Data to use section start
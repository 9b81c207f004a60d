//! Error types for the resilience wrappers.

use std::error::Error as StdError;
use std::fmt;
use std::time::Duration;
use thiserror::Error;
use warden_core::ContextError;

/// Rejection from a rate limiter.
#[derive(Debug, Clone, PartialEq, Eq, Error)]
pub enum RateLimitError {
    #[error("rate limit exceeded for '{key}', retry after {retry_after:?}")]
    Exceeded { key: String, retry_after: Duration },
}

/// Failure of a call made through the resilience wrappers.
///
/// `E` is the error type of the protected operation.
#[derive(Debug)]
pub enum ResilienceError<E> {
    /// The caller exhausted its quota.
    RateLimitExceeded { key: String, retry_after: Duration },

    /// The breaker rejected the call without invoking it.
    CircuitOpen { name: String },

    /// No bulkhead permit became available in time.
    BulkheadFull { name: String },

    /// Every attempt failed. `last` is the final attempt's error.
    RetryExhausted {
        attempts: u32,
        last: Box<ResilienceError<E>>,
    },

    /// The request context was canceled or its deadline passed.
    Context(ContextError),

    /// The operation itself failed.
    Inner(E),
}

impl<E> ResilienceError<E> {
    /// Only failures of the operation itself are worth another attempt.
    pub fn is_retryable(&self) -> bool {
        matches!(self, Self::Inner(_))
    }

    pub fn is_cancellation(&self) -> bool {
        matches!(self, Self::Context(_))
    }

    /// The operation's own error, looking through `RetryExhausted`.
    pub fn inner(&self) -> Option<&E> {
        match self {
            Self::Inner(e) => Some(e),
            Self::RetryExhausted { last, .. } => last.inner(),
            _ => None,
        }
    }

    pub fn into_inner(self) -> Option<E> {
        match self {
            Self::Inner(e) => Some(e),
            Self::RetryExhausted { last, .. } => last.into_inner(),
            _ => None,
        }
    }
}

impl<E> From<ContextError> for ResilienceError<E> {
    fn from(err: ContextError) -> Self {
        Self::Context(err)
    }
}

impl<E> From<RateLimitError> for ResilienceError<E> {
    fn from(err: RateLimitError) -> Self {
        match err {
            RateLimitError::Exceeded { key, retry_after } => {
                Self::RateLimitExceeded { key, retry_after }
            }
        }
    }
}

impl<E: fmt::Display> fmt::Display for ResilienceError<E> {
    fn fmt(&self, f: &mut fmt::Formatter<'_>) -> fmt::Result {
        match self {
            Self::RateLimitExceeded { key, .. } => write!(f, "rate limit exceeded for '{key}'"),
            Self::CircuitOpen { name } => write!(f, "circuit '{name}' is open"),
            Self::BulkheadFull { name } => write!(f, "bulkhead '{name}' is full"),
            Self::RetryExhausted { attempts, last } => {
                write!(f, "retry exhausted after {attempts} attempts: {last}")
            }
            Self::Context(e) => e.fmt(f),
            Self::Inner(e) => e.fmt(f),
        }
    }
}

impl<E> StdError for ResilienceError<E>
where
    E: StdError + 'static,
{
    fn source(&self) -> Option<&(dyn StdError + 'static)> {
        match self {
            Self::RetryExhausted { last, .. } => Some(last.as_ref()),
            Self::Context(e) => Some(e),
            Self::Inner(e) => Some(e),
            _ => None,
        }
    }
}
Data to use section end
Data to use section start
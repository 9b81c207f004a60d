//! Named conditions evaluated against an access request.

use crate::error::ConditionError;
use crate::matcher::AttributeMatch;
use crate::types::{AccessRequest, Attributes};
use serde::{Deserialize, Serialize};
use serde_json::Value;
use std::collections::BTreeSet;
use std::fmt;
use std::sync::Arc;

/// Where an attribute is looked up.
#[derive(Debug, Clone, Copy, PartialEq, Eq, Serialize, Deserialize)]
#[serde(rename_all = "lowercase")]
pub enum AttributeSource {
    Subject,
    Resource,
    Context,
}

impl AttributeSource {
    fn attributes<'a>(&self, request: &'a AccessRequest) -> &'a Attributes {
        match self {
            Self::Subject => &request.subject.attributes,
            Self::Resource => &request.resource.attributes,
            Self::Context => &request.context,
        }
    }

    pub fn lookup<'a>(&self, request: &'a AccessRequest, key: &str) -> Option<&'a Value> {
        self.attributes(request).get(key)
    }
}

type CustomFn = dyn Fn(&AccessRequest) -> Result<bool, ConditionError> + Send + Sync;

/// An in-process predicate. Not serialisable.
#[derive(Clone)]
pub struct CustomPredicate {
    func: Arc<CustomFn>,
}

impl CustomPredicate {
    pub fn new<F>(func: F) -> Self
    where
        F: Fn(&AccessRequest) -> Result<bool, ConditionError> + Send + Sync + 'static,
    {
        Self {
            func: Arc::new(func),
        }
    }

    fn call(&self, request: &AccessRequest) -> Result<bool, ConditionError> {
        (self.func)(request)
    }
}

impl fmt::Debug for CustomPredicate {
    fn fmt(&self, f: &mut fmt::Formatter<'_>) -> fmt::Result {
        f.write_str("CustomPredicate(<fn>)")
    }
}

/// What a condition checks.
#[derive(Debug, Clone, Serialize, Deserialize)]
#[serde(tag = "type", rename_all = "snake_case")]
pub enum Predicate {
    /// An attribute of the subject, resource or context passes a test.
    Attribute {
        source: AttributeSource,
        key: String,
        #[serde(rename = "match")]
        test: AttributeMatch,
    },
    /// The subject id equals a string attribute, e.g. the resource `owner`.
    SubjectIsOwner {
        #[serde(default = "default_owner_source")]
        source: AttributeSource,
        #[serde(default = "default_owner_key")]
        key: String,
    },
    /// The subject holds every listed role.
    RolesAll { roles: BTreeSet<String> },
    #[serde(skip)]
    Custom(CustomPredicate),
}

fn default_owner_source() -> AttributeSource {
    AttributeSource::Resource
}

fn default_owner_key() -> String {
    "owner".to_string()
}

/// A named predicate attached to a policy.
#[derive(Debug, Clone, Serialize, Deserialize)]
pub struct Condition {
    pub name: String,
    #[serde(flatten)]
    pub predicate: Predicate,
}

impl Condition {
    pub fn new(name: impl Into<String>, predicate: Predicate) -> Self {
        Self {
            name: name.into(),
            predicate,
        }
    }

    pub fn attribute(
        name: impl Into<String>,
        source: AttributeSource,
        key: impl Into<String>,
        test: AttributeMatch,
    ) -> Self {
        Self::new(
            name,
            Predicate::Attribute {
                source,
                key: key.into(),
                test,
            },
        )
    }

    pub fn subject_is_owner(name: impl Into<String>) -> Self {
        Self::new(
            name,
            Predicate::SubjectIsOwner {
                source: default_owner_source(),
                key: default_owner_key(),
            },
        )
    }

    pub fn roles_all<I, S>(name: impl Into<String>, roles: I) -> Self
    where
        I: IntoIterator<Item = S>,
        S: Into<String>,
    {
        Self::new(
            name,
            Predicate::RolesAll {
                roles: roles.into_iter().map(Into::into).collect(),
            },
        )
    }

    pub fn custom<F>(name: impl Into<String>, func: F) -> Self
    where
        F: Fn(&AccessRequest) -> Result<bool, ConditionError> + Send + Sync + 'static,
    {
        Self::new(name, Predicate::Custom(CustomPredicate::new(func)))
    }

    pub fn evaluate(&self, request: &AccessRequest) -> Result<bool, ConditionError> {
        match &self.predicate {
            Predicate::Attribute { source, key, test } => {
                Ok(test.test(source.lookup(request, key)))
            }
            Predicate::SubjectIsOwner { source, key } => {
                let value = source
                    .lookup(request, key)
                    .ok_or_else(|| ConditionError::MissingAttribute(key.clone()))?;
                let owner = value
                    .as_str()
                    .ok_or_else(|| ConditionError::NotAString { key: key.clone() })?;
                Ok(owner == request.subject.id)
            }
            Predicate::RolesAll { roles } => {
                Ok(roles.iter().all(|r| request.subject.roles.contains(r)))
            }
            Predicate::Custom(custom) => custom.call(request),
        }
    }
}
Data to use section end
Report every line of the material above in which "wrappers" appears.

//! Error types for the resilience wrappers.
/// Failure of a call made through the resilience wrappers.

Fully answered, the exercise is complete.